### [What is required]
Search the data below for the word "center" and report how many lines contain it. Nothing but the number is needed.

Dataset entries:
=== Begin Enclosure ===
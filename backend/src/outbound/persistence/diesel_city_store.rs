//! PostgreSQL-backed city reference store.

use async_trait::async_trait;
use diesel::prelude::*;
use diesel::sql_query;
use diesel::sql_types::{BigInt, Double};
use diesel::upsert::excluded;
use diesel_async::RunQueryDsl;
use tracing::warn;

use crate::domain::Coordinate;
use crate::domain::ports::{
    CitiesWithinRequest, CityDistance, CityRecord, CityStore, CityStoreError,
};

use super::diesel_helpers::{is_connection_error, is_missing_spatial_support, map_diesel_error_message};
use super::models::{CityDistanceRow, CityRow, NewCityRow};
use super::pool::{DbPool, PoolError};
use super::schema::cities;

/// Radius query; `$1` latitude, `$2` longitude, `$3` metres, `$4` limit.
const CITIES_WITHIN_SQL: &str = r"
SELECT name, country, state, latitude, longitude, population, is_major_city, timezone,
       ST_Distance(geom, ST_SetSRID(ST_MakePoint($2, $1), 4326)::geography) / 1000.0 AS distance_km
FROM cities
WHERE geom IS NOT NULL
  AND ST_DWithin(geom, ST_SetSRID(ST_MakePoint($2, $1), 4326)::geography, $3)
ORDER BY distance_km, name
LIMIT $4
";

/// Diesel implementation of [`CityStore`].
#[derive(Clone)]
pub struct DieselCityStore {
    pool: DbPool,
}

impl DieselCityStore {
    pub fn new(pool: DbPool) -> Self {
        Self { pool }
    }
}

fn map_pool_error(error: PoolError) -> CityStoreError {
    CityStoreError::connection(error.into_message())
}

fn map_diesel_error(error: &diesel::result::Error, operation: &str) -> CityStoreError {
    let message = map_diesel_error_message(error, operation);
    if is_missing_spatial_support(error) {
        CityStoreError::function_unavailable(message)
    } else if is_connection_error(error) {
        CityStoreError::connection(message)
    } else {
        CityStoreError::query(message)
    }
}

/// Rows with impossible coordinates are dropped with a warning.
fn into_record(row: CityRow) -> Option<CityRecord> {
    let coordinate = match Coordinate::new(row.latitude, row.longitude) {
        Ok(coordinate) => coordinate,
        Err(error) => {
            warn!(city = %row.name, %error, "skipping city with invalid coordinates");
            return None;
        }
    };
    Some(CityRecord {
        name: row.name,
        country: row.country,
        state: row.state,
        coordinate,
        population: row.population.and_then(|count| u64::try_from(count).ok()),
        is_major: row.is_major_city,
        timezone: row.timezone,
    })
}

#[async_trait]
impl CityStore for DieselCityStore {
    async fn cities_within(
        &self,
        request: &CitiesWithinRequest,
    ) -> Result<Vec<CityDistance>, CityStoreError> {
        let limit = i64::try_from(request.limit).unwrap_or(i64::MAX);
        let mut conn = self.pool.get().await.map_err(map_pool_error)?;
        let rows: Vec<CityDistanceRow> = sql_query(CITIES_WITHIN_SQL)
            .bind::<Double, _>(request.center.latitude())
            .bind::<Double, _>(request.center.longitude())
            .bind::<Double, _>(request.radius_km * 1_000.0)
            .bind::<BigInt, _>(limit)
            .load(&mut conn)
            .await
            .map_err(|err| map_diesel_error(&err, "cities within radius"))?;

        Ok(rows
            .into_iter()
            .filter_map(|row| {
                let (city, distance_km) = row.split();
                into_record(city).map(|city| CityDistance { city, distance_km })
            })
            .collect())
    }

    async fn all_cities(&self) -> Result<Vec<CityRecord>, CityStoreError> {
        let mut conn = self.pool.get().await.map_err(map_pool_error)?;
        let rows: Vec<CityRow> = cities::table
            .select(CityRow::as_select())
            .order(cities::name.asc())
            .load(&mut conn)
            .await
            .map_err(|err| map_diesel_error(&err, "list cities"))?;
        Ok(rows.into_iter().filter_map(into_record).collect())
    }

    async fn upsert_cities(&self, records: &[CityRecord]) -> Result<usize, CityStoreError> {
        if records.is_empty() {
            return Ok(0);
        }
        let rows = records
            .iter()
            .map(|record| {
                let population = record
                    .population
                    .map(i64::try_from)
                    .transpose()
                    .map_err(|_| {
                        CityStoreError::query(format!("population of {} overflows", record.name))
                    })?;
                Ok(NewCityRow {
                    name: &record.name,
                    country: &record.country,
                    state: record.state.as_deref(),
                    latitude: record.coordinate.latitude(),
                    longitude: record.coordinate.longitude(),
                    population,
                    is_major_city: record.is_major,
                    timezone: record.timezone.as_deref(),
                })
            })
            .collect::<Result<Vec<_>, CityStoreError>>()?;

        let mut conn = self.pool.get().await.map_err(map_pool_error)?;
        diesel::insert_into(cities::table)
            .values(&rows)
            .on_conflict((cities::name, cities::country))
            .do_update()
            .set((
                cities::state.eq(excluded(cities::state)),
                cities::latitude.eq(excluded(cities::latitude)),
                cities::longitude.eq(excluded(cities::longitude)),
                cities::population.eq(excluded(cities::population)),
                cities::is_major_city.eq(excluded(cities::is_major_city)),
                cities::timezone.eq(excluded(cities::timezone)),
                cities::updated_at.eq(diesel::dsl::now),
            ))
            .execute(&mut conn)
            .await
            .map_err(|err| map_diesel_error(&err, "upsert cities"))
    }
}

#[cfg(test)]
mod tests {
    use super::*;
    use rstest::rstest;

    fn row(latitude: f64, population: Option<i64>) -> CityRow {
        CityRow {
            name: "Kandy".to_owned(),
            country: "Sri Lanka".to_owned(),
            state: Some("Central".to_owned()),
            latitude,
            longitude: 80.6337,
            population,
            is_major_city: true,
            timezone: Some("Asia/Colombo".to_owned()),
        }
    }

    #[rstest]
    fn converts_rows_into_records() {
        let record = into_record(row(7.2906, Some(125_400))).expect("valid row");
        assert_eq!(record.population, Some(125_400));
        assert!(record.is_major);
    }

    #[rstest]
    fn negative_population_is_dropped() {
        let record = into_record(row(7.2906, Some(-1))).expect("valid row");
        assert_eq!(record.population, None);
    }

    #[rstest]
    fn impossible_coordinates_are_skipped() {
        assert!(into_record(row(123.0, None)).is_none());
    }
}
=== End Enclosure ===
=== Begin Enclosure ===
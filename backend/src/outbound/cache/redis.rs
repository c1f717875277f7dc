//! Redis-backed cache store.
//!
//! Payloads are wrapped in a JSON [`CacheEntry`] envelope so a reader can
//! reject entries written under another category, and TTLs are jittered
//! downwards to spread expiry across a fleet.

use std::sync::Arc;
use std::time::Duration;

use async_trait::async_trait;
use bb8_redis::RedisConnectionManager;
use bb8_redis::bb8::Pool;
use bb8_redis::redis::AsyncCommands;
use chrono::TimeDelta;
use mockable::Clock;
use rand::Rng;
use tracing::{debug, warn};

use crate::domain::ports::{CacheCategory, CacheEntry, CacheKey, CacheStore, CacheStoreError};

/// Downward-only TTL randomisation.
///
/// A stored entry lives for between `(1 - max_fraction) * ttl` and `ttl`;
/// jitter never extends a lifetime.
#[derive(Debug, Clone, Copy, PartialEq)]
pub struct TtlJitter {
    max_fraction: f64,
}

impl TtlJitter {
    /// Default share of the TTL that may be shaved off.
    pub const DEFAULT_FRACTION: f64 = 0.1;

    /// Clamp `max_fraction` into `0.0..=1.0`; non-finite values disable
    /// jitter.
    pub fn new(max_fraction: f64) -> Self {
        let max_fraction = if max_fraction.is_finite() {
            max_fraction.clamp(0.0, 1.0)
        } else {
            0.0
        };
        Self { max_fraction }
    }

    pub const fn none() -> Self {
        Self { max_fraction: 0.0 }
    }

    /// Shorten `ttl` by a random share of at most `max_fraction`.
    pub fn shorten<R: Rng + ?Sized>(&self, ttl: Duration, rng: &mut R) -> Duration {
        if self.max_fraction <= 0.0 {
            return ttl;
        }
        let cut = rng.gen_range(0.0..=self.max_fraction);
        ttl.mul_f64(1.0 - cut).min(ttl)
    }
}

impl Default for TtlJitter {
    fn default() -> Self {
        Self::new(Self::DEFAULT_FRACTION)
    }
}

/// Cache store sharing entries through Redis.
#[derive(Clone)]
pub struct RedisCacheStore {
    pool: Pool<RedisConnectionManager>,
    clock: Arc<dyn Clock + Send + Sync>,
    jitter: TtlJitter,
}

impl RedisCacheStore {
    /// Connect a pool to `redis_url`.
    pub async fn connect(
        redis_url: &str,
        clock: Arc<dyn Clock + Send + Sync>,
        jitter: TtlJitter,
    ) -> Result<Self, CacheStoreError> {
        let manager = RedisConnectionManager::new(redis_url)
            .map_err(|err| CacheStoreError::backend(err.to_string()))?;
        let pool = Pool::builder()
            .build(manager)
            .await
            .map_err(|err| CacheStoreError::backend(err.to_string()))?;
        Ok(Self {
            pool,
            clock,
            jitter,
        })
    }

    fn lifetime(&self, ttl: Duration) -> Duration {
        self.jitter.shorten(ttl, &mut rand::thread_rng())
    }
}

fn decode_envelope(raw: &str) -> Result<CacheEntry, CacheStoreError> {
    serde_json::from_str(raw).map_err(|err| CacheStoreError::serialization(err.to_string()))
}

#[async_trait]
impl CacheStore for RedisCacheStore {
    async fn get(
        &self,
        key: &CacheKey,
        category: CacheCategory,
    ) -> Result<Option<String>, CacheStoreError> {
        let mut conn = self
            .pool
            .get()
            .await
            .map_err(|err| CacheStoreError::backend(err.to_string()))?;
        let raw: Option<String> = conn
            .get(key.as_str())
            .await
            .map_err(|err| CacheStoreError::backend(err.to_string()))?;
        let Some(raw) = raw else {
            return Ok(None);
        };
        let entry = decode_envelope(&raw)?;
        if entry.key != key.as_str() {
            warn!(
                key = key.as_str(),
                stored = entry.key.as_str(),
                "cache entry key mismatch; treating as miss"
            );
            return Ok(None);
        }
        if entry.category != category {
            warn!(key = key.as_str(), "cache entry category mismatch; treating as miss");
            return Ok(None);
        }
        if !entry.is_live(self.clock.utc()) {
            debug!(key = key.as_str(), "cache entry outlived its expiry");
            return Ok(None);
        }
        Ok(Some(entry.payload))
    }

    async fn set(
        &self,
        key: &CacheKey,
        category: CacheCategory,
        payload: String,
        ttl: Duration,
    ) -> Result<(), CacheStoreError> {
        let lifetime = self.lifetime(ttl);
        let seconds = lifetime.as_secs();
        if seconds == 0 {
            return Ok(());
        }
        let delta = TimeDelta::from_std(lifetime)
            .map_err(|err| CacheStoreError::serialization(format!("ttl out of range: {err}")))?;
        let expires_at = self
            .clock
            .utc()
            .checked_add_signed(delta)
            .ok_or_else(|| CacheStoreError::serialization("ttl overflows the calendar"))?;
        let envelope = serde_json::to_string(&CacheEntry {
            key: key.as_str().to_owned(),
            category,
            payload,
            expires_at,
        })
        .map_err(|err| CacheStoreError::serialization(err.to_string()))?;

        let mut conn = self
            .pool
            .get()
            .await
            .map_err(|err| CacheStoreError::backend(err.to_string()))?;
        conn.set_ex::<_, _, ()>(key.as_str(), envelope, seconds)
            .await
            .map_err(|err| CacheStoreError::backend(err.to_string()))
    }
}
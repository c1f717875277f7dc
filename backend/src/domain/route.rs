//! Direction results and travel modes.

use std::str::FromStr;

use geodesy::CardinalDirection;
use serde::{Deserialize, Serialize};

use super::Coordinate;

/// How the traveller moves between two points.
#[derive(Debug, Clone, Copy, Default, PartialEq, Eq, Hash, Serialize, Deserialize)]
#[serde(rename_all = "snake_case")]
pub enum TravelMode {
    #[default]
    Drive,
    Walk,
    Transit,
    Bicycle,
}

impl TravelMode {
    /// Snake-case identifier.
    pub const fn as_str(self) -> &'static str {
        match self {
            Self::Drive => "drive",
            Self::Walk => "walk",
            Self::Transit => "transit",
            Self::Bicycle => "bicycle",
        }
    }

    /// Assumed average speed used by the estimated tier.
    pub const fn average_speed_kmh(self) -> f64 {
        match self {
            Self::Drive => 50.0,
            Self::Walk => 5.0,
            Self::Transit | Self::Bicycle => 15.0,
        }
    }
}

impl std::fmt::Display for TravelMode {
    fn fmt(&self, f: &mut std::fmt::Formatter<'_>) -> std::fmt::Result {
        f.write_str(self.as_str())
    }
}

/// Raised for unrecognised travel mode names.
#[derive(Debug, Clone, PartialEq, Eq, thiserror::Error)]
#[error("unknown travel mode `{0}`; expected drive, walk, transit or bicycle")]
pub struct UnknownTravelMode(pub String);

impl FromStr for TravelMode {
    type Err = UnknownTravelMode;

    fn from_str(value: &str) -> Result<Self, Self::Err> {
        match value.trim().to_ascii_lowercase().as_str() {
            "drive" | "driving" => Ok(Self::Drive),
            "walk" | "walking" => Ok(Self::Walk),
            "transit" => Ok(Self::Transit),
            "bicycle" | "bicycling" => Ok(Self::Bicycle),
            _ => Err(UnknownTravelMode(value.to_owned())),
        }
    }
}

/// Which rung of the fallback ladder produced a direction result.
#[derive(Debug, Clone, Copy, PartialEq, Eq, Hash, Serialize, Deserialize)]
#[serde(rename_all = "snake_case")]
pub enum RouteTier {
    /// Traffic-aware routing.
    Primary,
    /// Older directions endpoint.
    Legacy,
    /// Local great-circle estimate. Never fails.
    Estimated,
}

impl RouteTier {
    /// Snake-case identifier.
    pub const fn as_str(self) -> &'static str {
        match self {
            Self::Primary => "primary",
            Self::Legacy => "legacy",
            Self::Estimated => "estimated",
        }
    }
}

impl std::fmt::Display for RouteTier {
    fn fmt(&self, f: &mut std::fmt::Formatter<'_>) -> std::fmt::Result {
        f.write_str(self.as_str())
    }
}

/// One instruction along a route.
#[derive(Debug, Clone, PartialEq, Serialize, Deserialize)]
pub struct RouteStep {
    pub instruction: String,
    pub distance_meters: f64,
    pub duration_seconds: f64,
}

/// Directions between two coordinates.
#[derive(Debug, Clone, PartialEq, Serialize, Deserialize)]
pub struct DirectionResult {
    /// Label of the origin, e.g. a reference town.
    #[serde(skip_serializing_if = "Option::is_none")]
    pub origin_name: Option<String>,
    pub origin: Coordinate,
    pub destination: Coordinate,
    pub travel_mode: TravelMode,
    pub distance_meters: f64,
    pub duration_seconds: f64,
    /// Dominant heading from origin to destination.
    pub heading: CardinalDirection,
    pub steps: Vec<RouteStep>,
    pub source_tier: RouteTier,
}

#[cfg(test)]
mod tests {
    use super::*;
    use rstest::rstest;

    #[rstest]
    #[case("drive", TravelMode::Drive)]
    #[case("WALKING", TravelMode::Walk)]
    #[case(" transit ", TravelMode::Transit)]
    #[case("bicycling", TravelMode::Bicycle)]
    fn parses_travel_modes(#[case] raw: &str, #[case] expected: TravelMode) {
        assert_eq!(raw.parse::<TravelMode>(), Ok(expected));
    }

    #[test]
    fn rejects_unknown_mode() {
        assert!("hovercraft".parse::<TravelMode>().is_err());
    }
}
=== End Enclosure ===
### [Reply]
2